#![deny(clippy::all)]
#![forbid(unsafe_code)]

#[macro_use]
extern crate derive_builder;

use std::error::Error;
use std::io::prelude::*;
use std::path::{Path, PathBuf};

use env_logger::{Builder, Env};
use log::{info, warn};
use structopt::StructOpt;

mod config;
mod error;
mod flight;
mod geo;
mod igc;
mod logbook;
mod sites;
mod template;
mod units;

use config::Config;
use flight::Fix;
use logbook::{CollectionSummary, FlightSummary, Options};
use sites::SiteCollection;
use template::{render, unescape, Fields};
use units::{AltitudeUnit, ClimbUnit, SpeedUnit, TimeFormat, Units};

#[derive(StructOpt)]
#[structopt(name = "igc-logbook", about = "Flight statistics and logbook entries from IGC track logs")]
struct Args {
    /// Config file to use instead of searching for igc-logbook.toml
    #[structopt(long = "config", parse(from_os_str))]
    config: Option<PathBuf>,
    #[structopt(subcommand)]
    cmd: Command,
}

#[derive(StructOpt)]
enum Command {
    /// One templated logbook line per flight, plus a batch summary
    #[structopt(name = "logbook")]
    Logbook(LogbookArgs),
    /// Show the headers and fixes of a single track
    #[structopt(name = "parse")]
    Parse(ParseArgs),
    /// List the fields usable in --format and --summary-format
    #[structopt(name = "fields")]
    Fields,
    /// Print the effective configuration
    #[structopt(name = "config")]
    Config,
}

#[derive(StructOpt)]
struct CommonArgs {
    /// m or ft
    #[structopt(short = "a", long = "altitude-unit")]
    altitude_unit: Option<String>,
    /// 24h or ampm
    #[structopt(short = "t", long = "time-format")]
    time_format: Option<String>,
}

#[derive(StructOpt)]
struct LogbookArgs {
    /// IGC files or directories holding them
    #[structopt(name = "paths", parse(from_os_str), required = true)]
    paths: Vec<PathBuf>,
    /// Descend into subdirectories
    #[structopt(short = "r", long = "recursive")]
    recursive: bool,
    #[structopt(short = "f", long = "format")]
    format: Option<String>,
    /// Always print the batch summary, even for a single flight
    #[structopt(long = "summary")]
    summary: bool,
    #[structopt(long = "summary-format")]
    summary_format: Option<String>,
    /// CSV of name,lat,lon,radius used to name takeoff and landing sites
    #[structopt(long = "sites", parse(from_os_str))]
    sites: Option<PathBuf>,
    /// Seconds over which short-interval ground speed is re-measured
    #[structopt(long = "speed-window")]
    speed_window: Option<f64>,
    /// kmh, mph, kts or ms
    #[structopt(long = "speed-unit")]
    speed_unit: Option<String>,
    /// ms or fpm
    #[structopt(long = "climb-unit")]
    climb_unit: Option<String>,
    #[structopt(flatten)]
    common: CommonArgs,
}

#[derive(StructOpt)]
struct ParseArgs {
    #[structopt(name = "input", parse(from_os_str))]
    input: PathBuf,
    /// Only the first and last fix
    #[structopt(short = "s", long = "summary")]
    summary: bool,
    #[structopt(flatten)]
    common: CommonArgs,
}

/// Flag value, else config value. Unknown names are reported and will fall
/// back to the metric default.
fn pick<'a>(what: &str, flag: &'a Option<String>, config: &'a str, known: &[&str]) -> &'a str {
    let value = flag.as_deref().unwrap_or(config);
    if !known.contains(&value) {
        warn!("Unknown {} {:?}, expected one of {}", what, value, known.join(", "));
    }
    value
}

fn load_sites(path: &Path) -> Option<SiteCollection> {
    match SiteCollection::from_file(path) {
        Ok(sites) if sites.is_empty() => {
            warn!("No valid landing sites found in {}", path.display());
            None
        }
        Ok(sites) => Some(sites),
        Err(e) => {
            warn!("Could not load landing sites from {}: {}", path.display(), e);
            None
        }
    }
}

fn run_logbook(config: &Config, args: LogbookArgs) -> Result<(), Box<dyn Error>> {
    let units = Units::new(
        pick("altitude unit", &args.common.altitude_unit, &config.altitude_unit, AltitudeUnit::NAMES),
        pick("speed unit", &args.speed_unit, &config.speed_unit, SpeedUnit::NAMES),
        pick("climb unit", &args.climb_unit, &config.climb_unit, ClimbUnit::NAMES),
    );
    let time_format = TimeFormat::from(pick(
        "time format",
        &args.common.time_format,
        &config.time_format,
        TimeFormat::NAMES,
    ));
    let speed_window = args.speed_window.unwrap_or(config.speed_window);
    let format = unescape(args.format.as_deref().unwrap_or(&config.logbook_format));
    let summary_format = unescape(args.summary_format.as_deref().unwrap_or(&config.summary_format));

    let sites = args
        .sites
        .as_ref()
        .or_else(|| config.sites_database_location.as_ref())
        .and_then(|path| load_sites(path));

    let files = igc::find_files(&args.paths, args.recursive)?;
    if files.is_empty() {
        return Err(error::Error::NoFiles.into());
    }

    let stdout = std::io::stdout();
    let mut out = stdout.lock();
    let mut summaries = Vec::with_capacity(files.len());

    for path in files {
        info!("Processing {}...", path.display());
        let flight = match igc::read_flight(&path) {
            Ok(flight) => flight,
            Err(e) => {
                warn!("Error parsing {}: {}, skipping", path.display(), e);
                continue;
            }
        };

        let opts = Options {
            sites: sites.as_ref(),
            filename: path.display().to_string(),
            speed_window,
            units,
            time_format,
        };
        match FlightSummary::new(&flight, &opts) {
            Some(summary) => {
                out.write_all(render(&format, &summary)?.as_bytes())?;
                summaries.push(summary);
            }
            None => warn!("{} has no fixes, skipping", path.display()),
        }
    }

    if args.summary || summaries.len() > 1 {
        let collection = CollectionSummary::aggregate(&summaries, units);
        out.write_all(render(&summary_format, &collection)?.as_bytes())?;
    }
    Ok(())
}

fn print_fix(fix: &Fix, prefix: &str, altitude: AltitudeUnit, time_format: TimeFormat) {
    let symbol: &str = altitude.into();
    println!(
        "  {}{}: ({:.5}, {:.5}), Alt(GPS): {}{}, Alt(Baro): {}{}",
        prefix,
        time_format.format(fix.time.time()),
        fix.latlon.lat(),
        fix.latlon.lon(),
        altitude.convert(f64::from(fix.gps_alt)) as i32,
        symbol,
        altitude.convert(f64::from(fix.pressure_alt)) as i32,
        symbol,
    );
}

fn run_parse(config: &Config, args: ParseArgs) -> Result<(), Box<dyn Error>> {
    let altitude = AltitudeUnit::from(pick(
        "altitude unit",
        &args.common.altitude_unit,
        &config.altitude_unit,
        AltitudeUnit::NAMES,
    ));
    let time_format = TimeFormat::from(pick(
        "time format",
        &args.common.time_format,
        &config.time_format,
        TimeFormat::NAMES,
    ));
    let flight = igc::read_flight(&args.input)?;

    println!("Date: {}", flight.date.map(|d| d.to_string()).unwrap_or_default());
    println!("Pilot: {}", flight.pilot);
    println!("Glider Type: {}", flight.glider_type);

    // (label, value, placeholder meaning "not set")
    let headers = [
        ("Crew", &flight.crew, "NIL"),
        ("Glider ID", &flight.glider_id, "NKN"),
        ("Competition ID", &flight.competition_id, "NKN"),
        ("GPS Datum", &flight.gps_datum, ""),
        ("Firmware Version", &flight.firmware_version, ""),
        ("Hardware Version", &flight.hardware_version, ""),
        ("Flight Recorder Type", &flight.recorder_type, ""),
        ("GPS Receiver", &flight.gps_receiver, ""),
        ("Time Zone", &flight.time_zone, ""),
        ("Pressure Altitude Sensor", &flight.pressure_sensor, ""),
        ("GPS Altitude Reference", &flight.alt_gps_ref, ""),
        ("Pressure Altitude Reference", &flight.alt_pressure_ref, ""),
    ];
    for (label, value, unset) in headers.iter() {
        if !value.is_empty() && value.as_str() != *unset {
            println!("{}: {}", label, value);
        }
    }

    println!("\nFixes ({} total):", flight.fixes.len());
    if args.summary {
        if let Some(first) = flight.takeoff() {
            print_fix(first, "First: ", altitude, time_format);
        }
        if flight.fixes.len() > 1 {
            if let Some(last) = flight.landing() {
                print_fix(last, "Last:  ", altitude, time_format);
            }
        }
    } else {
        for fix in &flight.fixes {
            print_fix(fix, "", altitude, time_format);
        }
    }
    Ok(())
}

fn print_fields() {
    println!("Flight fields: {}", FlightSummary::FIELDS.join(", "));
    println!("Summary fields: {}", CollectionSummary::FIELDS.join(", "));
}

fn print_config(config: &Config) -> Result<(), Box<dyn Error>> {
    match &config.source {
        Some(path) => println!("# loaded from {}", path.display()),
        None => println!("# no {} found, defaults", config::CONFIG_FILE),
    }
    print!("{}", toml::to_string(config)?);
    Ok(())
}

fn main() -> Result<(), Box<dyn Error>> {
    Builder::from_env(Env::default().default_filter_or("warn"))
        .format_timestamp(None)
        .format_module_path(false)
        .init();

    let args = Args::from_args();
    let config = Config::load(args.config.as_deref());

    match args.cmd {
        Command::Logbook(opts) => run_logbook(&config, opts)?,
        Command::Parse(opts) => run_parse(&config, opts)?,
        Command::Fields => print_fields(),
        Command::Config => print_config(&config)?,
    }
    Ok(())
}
=======
• [What this task involves] Return exactly the lines in the records above, beginning with the one that holds "if flight.fixes.len() >" and ending with the last.

• [Result below]
        if flight.fixes.len() > 1 {
            if let Some(last) = flight.landing() {
                print_fix(last, "Last:  ", altitude, time_format);
            }
        }
    } else {
        for fix in &flight.fixes {
            print_fix(fix, "", altitude, time_format);
        }
    }
    Ok(())
}

fn print_fields() {
    println!("Flight fields: {}", FlightSummary::FIELDS.join(", "));
    println!("Summary fields: {}", CollectionSummary::FIELDS.join(", "));
}

fn print_config(config: &Config) -> Result<(), Box<dyn Error>> {
    match &config.source {
        Some(path) => println!("# loaded from {}", path.display()),
        None => println!("# no {} found, defaults", config::CONFIG_FILE),
    }
    print!("{}", toml::to_string(config)?);
    Ok(())
}

fn main() -> Result<(), Box<dyn Error>> {
    Builder::from_env(Env::default().default_filter_or("warn"))
        .format_timestamp(None)
        .format_module_path(false)
        .init();

    let args = Args::from_args();
    let config = Config::load(args.config.as_deref());

    match args.cmd {
        Command::Logbook(opts) => run_logbook(&config, opts)?,
        Command::Parse(opts) => run_parse(&config, opts)?,
        Command::Fields => print_fields(),
        Command::Config => print_config(&config)?,
    }
    Ok(())
}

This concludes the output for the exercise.